The cleanup doesn't just focus on the coast, but also inland waters like Clear Lake and local creeks.
“It was absolutely outstanding,” said Carolyn Ruttan, invasive species program coordinator for Lake County Water Resources, who organized the local cleanup.
The county of Lake had three gathering sites for volunteers: Holiday Harbor in Nice, the Big Oak Shopping Center in Clearlake Oaks and the Lake County Fire Protection District station in Clearlake, with Shady Acres Campground in Clearlake sponsoring a fourth location.
Across those four sites there were 55 volunteers, a number “way higher than we've ever had,” said Ruttan.
Ruttan said the Saturday cleanup covered 14 miles of creek and lakeside.
Those 55 volunteers collected 8,700 pounds of trash, which included 200 pounds of recyclables, and filled 71 trash bags, Ruttan said.
For comparison, the 2013 event had three dozen volunteers who removed 1,680 pounds of trash and recyclables.

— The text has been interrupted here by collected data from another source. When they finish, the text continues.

//! Handle and name types shared by the store, the indexes and the matcher
//!
//! Handles are only meaningful for the [`Graph`](super::Graph) that issued
//! them. A removed node or edge keeps its slot, so its handle is never
//! handed out again.

use serde::{Deserialize, Serialize};
use std::fmt;

macro_rules! arena_handle {
    ($(#[$doc:meta])* $name:ident) => {
        $(#[$doc])*
        #[derive(Debug, Clone, Copy, PartialEq, Eq, Hash, PartialOrd, Ord, Serialize, Deserialize)]
        pub struct $name(pub u64);

        impl $name {
            pub fn new(id: u64) -> Self {
                $name(id)
            }

            pub fn as_u64(&self) -> u64 {
                self.0
            }

            /// Index into the store's arena
            pub(crate) fn slot(&self) -> usize {
                self.0 as usize
            }
        }

        impl fmt::Display for $name {
            fn fmt(&self, f: &mut fmt::Formatter<'_>) -> fmt::Result {
                write!(f, concat!(stringify!($name), "({})"), self.0)
            }
        }

        impl From<u64> for $name {
            fn from(id: u64) -> Self {
                $name(id)
            }
        }
    };
}

macro_rules! interned_name {
    ($(#[$doc:meta])* $name:ident) => {
        $(#[$doc])*
        #[derive(Debug, Clone, PartialEq, Eq, Hash, PartialOrd, Ord, Serialize, Deserialize)]
        #[serde(transparent)]
        pub struct $name(String);

        impl $name {
            pub fn new(name: impl Into<String>) -> Self {
                $name(name.into())
            }

            pub fn as_str(&self) -> &str {
                &self.0
            }
        }

        impl fmt::Display for $name {
            fn fmt(&self, f: &mut fmt::Formatter<'_>) -> fmt::Result {
                f.write_str(&self.0)
            }
        }

        impl From<String> for $name {
            fn from(name: String) -> Self {
                $name(name)
            }
        }

        impl From<&str> for $name {
            fn from(name: &str) -> Self {
                $name(name.to_owned())
            }
        }
    };
}

arena_handle!(
    /// Handle of a node slot
    NodeId
);

arena_handle!(
    /// Handle of an edge slot
    EdgeId
);

interned_name!(
    /// Node label. A node carries any number of these.
    Label
);

interned_name!(
    /// Edge label (relationship type). Every edge has exactly one.
    EdgeType
);

#[cfg(test)]
mod tests {
    use super::*;

    #[test]
    fn test_handles_map_to_slots() {
        let node = NodeId::new(7);
        assert_eq!(node.slot(), 7);
        assert_eq!(format!("{}", node), "NodeId(7)");

        let edge: EdgeId = 3.into();
        assert_eq!(edge.slot(), 3);
        assert_eq!(format!("{}", edge), "EdgeId(3)");
    }

    #[test]
    fn test_names() {
        let label: Label = "Person".into();
        assert_eq!(label.as_str(), "Person");
        assert_eq!(label.to_string(), "Person");

        let edge_type = EdgeType::new(String::from("KNOWS"));
        assert_eq!(edge_type.to_string(), "KNOWS");
        assert!(Label::new("A") < Label::new("B"));
    }
}
//! Pure label/property predicates shared by candidate selection and the
//! match step processors, so estimation and execution agree on what matches.

use super::edge::Edge;
use super::node::Node;
use super::property::{PropertyMap, PropertyValue};
use super::store::GraphResult;
use super::types::{EdgeType, Label};

/// Property constraints sorted by key, so evaluation order (and which
/// incomparable pair is reported first) is deterministic.
fn sorted_constraints(properties: &PropertyMap) -> Vec<(String, PropertyValue)> {
    let mut constraints: Vec<_> = properties
        .iter()
        .map(|(k, v)| (k.clone(), v.clone()))
        .collect();
    constraints.sort_by(|a, b| a.0.cmp(&b.0));
    constraints
}

fn properties_match<'v>(
    constraints: &[(String, PropertyValue)],
    lookup: impl Fn(&str) -> Option<&'v PropertyValue>,
) -> GraphResult<bool> {
    for (key, expected) in constraints {
        match lookup(key) {
            Some(actual) => {
                if !actual.matches(expected)? {
                    return Ok(false);
                }
            }
            None => return Ok(false),
        }
    }
    Ok(true)
}

/// Node must carry every label and hold every property value.
#[derive(Debug, Clone, Default, PartialEq)]
pub struct NodeFilter {
    pub labels: Vec<Label>,
    pub properties: Vec<(String, PropertyValue)>,
}

impl NodeFilter {
    pub fn new(labels: &[Label], properties: &PropertyMap) -> Self {
        Self {
            labels: labels.to_vec(),
            properties: sorted_constraints(properties),
        }
    }

    pub fn is_unconstrained(&self) -> bool {
        self.labels.is_empty() && self.properties.is_empty()
    }

    pub fn matches(&self, node: &Node) -> GraphResult<bool> {
        if !node.has_all_labels(&self.labels) {
            return Ok(false);
        }
        properties_match(&self.properties, |key| node.get_property(key))
    }
}

/// Edge type must be one of `types` (any type when empty) and the edge must
/// hold every property value.
#[derive(Debug, Clone, Default, PartialEq)]
pub struct EdgeFilter {
    pub types: Vec<EdgeType>,
    pub properties: Vec<(String, PropertyValue)>,
}

impl EdgeFilter {
    pub fn new(types: &[EdgeType], properties: &PropertyMap) -> Self {
        Self {
            types: types.to_vec(),
            properties: sorted_constraints(properties),
        }
    }

    pub fn is_unconstrained(&self) -> bool {
        self.types.is_empty() && self.properties.is_empty()
    }

    pub fn matches(&self, edge: &Edge) -> GraphResult<bool> {
        if !self.types.is_empty() && !self.types.contains(&edge.edge_type) {
            return Ok(false);
        }
        properties_match(&self.properties, |key| edge.get_property(key))
    }
}
impl Graph {
    pub fn new() -> Self {
        Self::default()
    }

    /// Read-only access to the underlying store
    pub fn store(&self) -> &GraphStore {
        &self.store
    }

    // ---- creation ----

    /// Create a node with labels and properties.
    ///
    /// Fails without touching the graph when a property value cannot be
    /// ordered against an existing index on that property.
    pub fn new_node<L>(&mut self, labels: impl IntoIterator<Item = L>, properties: PropertyMap) -> GraphResult<NodeId>
    where
        L: Into<Label>,
    {
        self.node_indexes.check_all(&properties)?;
        let id = self.store.add_node(labels.into_iter().map(Into::into), properties);
        let node = self.store.get_node(id).ok_or(GraphError::NodeNotFound(id))?;
        self.buckets.add_node(id, &node.labels);
        self.node_indexes.insert_all(&node.properties, id)?;
        Ok(id)
    }

    /// Create a directed edge between two existing nodes.
    pub fn new_edge(
        &mut self,
        source: NodeId,
        target: NodeId,
        edge_type: impl Into<EdgeType>,
        properties: PropertyMap,
    ) -> GraphResult<EdgeId> {
        self.edge_indexes.check_all(&properties)?;
        let edge_type = edge_type.into();
        let id = self.store.add_edge(source, target, edge_type.clone(), properties)?;
        self.buckets.add_edge(id, &edge_type);
        let edge = self.store.get_edge(id).ok_or(GraphError::EdgeNotFound(id))?;
        self.edge_indexes.insert_all(&edge.properties, id)?;
        Ok(id)
    }

    // ---- reads ----

    pub fn node(&self, id: NodeId) -> Option<&Node> {
        self.store.get_node(id)
    }

    pub fn edge(&self, id: EdgeId) -> Option<&Edge> {
        self.store.get_edge(id)
    }

    pub fn has_node(&self, id: NodeId) -> bool {
        self.store.has_node(id)
    }

    pub fn has_edge(&self, id: EdgeId) -> bool {
        self.store.has_edge(id)
    }

    pub fn node_count(&self) -> usize {
        self.store.node_count()
    }

    pub fn edge_count(&self) -> usize {
        self.store.edge_count()
    }

    pub fn node_ids(&self) -> impl Iterator<Item = NodeId> + '_ {
        self.store.node_ids()
    }

    pub fn edge_ids(&self) -> impl Iterator<Item = EdgeId> + '_ {
        self.store.edge_ids()
    }

    pub fn outgoing_edges(&self, node: NodeId) -> impl Iterator<Item = EdgeId> + '_ {
        self.store.outgoing_edges(node)
    }

    pub fn incoming_edges(&self, node: NodeId) -> impl Iterator<Item = EdgeId> + '_ {
        self.store.incoming_edges(node)
    }

    pub fn statistics(&self) -> GraphStatistics {
        GraphStatistics {
            node_count: self.store.node_count(),
            edge_count: self.store.edge_count(),
            label_counts: self
                .buckets
                .node_labels()
                .map(|(label, count)| (label.clone(), count))
                .collect(),
            edge_type_counts: self
                .buckets
                .edge_types()
                .map(|(edge_type, count)| (edge_type.clone(), count))
                .collect(),
        }
    }

    // ---- node mutation ----

    /// Set a node property, keeping any index on `key` in sync. Returns the
    /// previous value.
    pub fn set_node_property(
        &mut self,
        id: NodeId,
        key: impl Into<String>,
        value: impl Into<PropertyValue>,
    ) -> GraphResult<Option<PropertyValue>> {
        let key = key.into();
        let value = value.into();
        let node = self.store.get_node_mut(id).ok_or(GraphError::NodeNotFound(id))?;

        let old = node.properties.get(&key).cloned();
        if let Some(old) = &old {
            self.node_indexes.index_remove(&key, old, id);
        }
        if let Err(e) = self.node_indexes.index_insert(&key, &value, id) {
            if let Some(old) = &old {
                self.node_indexes.index_insert(&key, old, id)?;
            }
            return Err(e);
        }
        node.properties.insert(key, value);
        Ok(old)
    }

    pub fn remove_node_property(&mut self, id: NodeId, key: &str) -> GraphResult<Option<PropertyValue>> {
        let node = self.store.get_node_mut(id).ok_or(GraphError::NodeNotFound(id))?;
        let old = node.properties.remove(key);
        if let Some(old) = &old {
            self.node_indexes.index_remove(key, old, id);
        }
        Ok(old)
    }

    /// Replace the whole label set of a node.
    pub fn set_node_labels<L>(&mut self, id: NodeId, labels: impl IntoIterator<Item = L>) -> GraphResult<()>
    where
        L: Into<Label>,
    {
        let node = self.store.get_node_mut(id).ok_or(GraphError::NodeNotFound(id))?;
        self.buckets.remove_node(id, &node.labels);
        node.labels = labels.into_iter().map(Into::into).collect::<HashSet<Label>>();
        self.buckets.add_node(id, &node.labels);
        Ok(())
    }

    pub fn add_node_label(&mut self, id: NodeId, label: impl Into<Label>) -> GraphResult<bool> {
        let node = self.store.get_node(id).ok_or(GraphError::NodeNotFound(id))?;
        let label = label.into();
        if node.has_label(&label) {
            return Ok(false);
        }
        let mut labels = node.labels.clone();
        labels.insert(label);
        self.set_node_labels(id, labels)?;
        Ok(true)
    }

    pub fn remove_node_label(&mut self, id: NodeId, label: &Label) -> GraphResult<bool> {
        let node = self.store.get_node(id).ok_or(GraphError::NodeNotFound(id))?;
        if !node.has_label(label) {
            return Ok(false);
        }
        let mut labels = node.labels.clone();
        labels.remove(label);
        self.set_node_labels(id, labels)?;
        Ok(true)
    }

    /// Remove every edge incident to `id`; the node itself stays.
    pub fn detach_node(&mut self, id: NodeId) -> GraphResult<Vec<Edge>> {
        let edges = self.store.detach_node(id)?;
        for edge in &edges {
            self.unindex_edge(edge);
        }
        Ok(edges)
    }

    /// Detach `id` and remove it from the graph.
    pub fn detach_remove_node(&mut self, id: NodeId) -> GraphResult<Node> {
        let (node, edges) = self.store.detach_remove_node(id)?;
        for edge in &edges {
            self.unindex_edge(edge);
        }
        self.buckets.remove_node(id, &node.labels);
        self.node_indexes.remove_all(&node.properties, id);
        Ok(node)
    }

    // ---- edge mutation ----

    pub fn set_edge_property(
        &mut self,
        id: EdgeId,
        key: impl Into<String>,
        value: impl Into<PropertyValue>,
    ) -> GraphResult<Option<PropertyValue>> {
        let key = key.into();
        let value = value.into();
        let edge = self.store.get_edge_mut(id).ok_or(GraphError::EdgeNotFound(id))?;

        let old = edge.properties.get(&key).cloned();
        if let Some(old) = &old {
            self.edge_indexes.index_remove(&key, old, id);
        }
        if let Err(e) = self.edge_indexes.index_insert(&key, &value, id) {
            if let Some(old) = &old {
                self.edge_indexes.index_insert(&key, old, id)?;
            }
            return Err(e);
        }
        edge.properties.insert(key, value);
        Ok(old)
    }

    pub fn remove_edge_property(&mut self, id: EdgeId, key: &str) -> GraphResult<Option<PropertyValue>> {
        let edge = self.store.get_edge_mut(id).ok_or(GraphError::EdgeNotFound(id))?;
        let old = edge.properties.remove(key);
        if let Some(old) = &old {
            self.edge_indexes.index_remove(key, old, id);
        }
        Ok(old)
    }

    /// Change the label of an edge. Returns the previous one.
    pub fn set_edge_type(&mut self, id: EdgeId, edge_type: impl Into<EdgeType>) -> GraphResult<EdgeType> {
        let edge_type = edge_type.into();
        let old = self.store.retype_edge(id, edge_type.clone())?;
        self.buckets.remove_edge(id, &old);
        self.buckets.add_edge(id, &edge_type);
        Ok(old)
    }

    pub fn remove_edge(&mut self, id: EdgeId) -> GraphResult<Edge> {
        let edge = self.store.remove_edge(id)?;
        self.unindex_edge(&edge);
        Ok(edge)
    }

    fn unindex_edge(&mut self, edge: &Edge) {
        self.buckets.remove_edge(edge.id, &edge.edge_type);
        self.edge_indexes.remove_all(&edge.properties, edge.id);
    }

    // ---- index management ----

    /// Create an index on a node property and backfill it from every node.
    ///
    /// Fails (and leaves no index behind) when existing values of the
    /// property cannot be ordered against each other.
    pub fn add_node_property_index(&mut self, property: &str) -> GraphResult<()> {
        if !self.node_indexes.create_index(property) {
            return Ok(());
        }
        let mut indexed = 0usize;
        for node in self.store.node_ids().filter_map(|id| self.store.get_node(id)) {
            if let Some(value) = node.get_property(property) {
                if let Err(e) = self.node_indexes.index_insert(property, value, node.id) {
                    self.node_indexes.drop_index(property);
                    return Err(e);
                }
                indexed += 1;
            }
        }
        info!("Created node property index on '{}' ({} entries)", property, indexed);
        Ok(())
    }

    /// Create an index on an edge property and backfill it from every edge.
    pub fn add_edge_property_index(&mut self, property: &str) -> GraphResult<()> {
        if !self.edge_indexes.create_index(property) {
            return Ok(());
        }
        let mut indexed = 0usize;
        for edge in self.store.edge_ids().filter_map(|id| self.store.get_edge(id)) {
            if let Some(value) = edge.get_property(property) {
                if let Err(e) = self.edge_indexes.index_insert(property, value, edge.id) {
                    self.edge_indexes.drop_index(property);
                    return Err(e);
                }
                indexed += 1;
            }
        }
        info!("Created edge property index on '{}' ({} entries)", property, indexed);
        Ok(())
    }

    pub fn drop_node_property_index(&mut self, property: &str) -> bool {
        let dropped = self.node_indexes.drop_index(property);
        if dropped {
            debug!("Dropped node property index on '{}'", property);
        }
        dropped
    }

    pub fn drop_edge_property_index(&mut self, property: &str) -> bool {
        let dropped = self.edge_indexes.drop_index(property);
        if dropped {
            debug!("Dropped edge property index on '{}'", property);
        }
        dropped
    }

    pub fn has_node_property_index(&self, property: &str) -> bool {
        self.node_indexes.has_index(property)
    }

    pub fn has_edge_property_index(&self, property: &str) -> bool {
        self.edge_indexes.has_index(property)
    }

    // ---- candidate selection ----

    /// Nodes carrying all `labels` and holding all `properties`.
    pub fn find_nodes(&self, labels: &[Label], properties: &PropertyMap) -> GraphResult<NodeIterator<'_>> {
        self.nodes_matching(Cow::Owned(NodeFilter::new(labels, properties)))
    }

    /// Like [`find_nodes`](Self::find_nodes) for a prepared filter.
    pub fn select_nodes<'a>(&'a self, filter: &'a NodeFilter) -> GraphResult<NodeIterator<'a>> {
        self.nodes_matching(Cow::Borrowed(filter))
    }

    /// Nodes carrying at least one of `labels`, each yielded once.
    pub fn find_nodes_with_any_label(&self, labels: &[Label]) -> Candidates<'_, NodeId> {
        self.buckets.nodes_with_any(labels)
    }

    /// Edges whose type is one of `types` (any type when empty) holding all
    /// `properties`.
    pub fn find_edges(&self, types: &[EdgeType], properties: &PropertyMap) -> GraphResult<EdgeIterator<'_>> {
        self.edges_matching(Cow::Owned(EdgeFilter::new(types, properties)))
    }

    pub fn select_edges<'a>(&'a self, filter: &'a EdgeFilter) -> GraphResult<EdgeIterator<'a>> {
        self.edges_matching(Cow::Borrowed(filter))
    }

    fn nodes_matching<'a>(&'a self, filter: Cow<'a, NodeFilter>) -> GraphResult<NodeIterator<'a>> {
        let mut best: Option<Candidates<'a, NodeId>> = None;
        if !filter.labels.is_empty() {
            best = Some(self.buckets.nodes_with_all(&filter.labels));
        }
        for (key, value) in &filter.properties {
            if let Some(index) = self.node_indexes.get_index(key) {
                let candidates = match index.get(value)? {
                    Some(ids) => Candidates::new(ids.iter().copied(), Some(ids.len())),
                    None => Candidates::empty(),
                };
                if best.as_ref().map_or(true, |b| candidates.is_smaller_than(b)) {
                    best = Some(candidates);
                }
            }
        }
        let candidates = best.unwrap_or_else(|| Candidates::new(self.store.node_ids(), None));
        Ok(NodeIterator {
            candidates,
            store: &self.store,
            filter,
            failed: false,
        })
    }

    fn edges_matching<'a>(&'a self, filter: Cow<'a, EdgeFilter>) -> GraphResult<EdgeIterator<'a>> {
        let mut best: Option<Candidates<'a, EdgeId>> = None;
        if !filter.types.is_empty() {
            best = Some(self.buckets.edges_with_any(&filter.types));
        }
        for (key, value) in &filter.properties {
            if let Some(index) = self.edge_indexes.get_index(key) {
                let candidates = match index.get(value)? {
                    Some(ids) => Candidates::new(ids.iter().copied(), Some(ids.len())),
                    None => Candidates::empty(),
                };
                if best.as_ref().map_or(true, |b| candidates.is_smaller_than(b)) {
                    best = Some(candidates);
                }
            }
        }
        let candidates = best.unwrap_or_else(|| Candidates::new(self.store.edge_ids(), None));
        Ok(EdgeIterator {
            candidates,
            store: &self.store,
            filter,
            failed: false,
        })
    }

    /// Size bound of the access path [`select_nodes`](Self::select_nodes)
    /// would use; `None` when it would fall back to a full scan.
    pub fn estimate_nodes(&self, filter: &NodeFilter) -> GraphResult<Option<usize>> {
        Ok(self.select_nodes(filter)?.max_size())
    }

    pub fn estimate_edges(&self, filter: &EdgeFilter) -> GraphResult<Option<usize>> {
        Ok(self.select_edges(filter)?.max_size())
    }
}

She said volunteers removed 90 tires and hundreds of feet of fishing line.
Despite the fact that Redbud Audubon Society has set up fishing line receptacles at docks around Clear Lake, “We need to do more about fishing line,” Ruttan said, noting it “gets entrapped in all these gorgeous critters that are using our lake,” often killing them.
Among the big finds was an aluminum boat volunteers pulled from the lake, as well as a shopping cart, a lot of clothing, three car batteries – “I've no idea how they wound up in the lake,” Ruttan said – and disintegrating dock floats.
Ruttan found two-thirds of a $20 bill near the Clearlake fire station gathering site, adding she intends to frame it as a memento of the cleanup.
The Coastal Commission said the winners of the 2014 Most Unusual Item contest included a volunteer in Ventura County who found a polar bear costume on the coast, and for inland California, a volunteer in San Joaquin County found a preserved blowfish ornament.
Based on data from past cleanups, the commission said that 60 to 80 percent of the debris on California's beaches and shorelines is made up of single-use disposable plastic items that originate on land, traveling through storm drains, creeks, or rivers to the beaches and ocean.
This year the Coastal Commission also continued an effort, initiated during the 2010 Coastal Cleanup, to reduce the environmental footprint of the cleanup.
The commission reported that it asked volunteers to bring their own reusable bag or bucket and reusable gloves to the event, rather than using the single-use disposable plastic items that were available at every site.
Thanks to this effort, the commission was able to order almost 50,000 fewer trash bags for this year’s event than in prior years, and early reports indicate that the popularity of the effort is growing.
The latest reports show that 11,489 volunteers brought at least one reusable item from home for use during this year’s cleanup, the commission said.